Dozens of prayer candles lined the curb outside the Rodriguez home Thursday afternoon, accompanied by shiny balloons tied to the family’s chain-link fence.
Pots of flowers led up to the family’s front porch, where a table displayed photos of 17-year-old Bryan Galicia-Rodriguez alongside the East High student’s favorite snacks — Dr.
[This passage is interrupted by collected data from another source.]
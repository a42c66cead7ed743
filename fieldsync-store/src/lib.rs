//! # fieldsync-store
//!
//! The Durable Local Store: SQLite persistence for entity records, the
//! pending operation log (with dependency edges), the identity resolution
//! table, blob storage, and keyed cache slots.
//!
//! Single serialized write connection plus a WAL read pool, the same shape
//! as any store where UI reads must never block behind sync writes.

pub mod engine;
pub mod migrations;
pub mod pool;
pub mod queries;

pub use engine::StoreEngine;

use fieldsync_core::errors::{FieldsyncError, StoreError};

/// Convert an sqlite-level failure into the workspace error type.
pub(crate) fn to_store_err(message: impl Into<String>) -> FieldsyncError {
    FieldsyncError::Store(StoreError::SqliteError {
        message: message.into(),
    })
}
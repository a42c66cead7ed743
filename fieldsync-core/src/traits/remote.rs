use serde_json::Value;

use crate::errors::RemoteError;
use crate::id::RemoteId;

/// The remote API client, implemented by the collaborator layer and
/// injected into the engine.
///
/// Must be safely retriable: the engine may call any method more than once
/// for the same operation when a previous attempt's result was ambiguous
/// (crash between dispatch and acknowledgment).
#[async_trait::async_trait]
pub trait RemoteClient: Send + Sync {
    /// Create a record in the given collection; returns the id the system
    /// of record assigned.
    async fn create(&self, entity_type: &str, payload: &Value) -> Result<RemoteId, RemoteError>;

    async fn update(
        &self,
        entity_type: &str,
        remote_id: &RemoteId,
        payload: &Value,
    ) -> Result<(), RemoteError>;

    async fn delete(&self, entity_type: &str, remote_id: &RemoteId) -> Result<(), RemoteError>;

    /// Upload binary content attached to an existing remote record; returns
    /// the remote asset id.
    async fn upload_blob(
        &self,
        entity_type: &str,
        remote_id: &RemoteId,
        bytes: &[u8],
        metadata: &Value,
    ) -> Result<String, RemoteError>;
}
Pepper & Cream Soda, Limón potato chips and Blue Heat Takis.
Bryan was fatally shot early Sept. 10 while sitting in his car with his girlfriend near 500 South Post Street, just outside the family’s Poplar Grove house.
“I came out running because his girlfriend was screaming,” his mother, Magdalena Rodriguez, said in Spanish. “When I walked out, he was already fallen over inside the car and with a lot of blood.”
Police are still investigating the shooting but have not made any arrests.
“I just want justice for my son,” the boy’s mother said Thursday. “They took part of my heart.”
Just a block down the street, more flowers decorate another curbside memorial. But these bouquets are for Magdalena Rodriguez’s older son, Kevin Yhair Carrillo, who was 12 years old when he was fatally struck by a car at the intersection in 2008.
Bryan was “very young” when his brother Kevin was killed, the mother said.
“He always told me, ‘Mom, let me close my eyes to remember what my brother was like.’”
The shooting
Bryan wasn’t one to stay out late, his mother said, but he and his girlfriend both worked into the evenings, and they decided to spend some time together late Sept. 9 after Bryan finished his Walmart shift at 10 p.m.
The teen was still with his girlfriend when he told his mother later that night that he would be home soon. She told him to be careful and went to bed.
At about 1 a.m., she woke up to gunfire and screaming. A shooter had unloaded multiple rounds into Bryan’s car just outside, moments before he was able to turn into the family’s driveway.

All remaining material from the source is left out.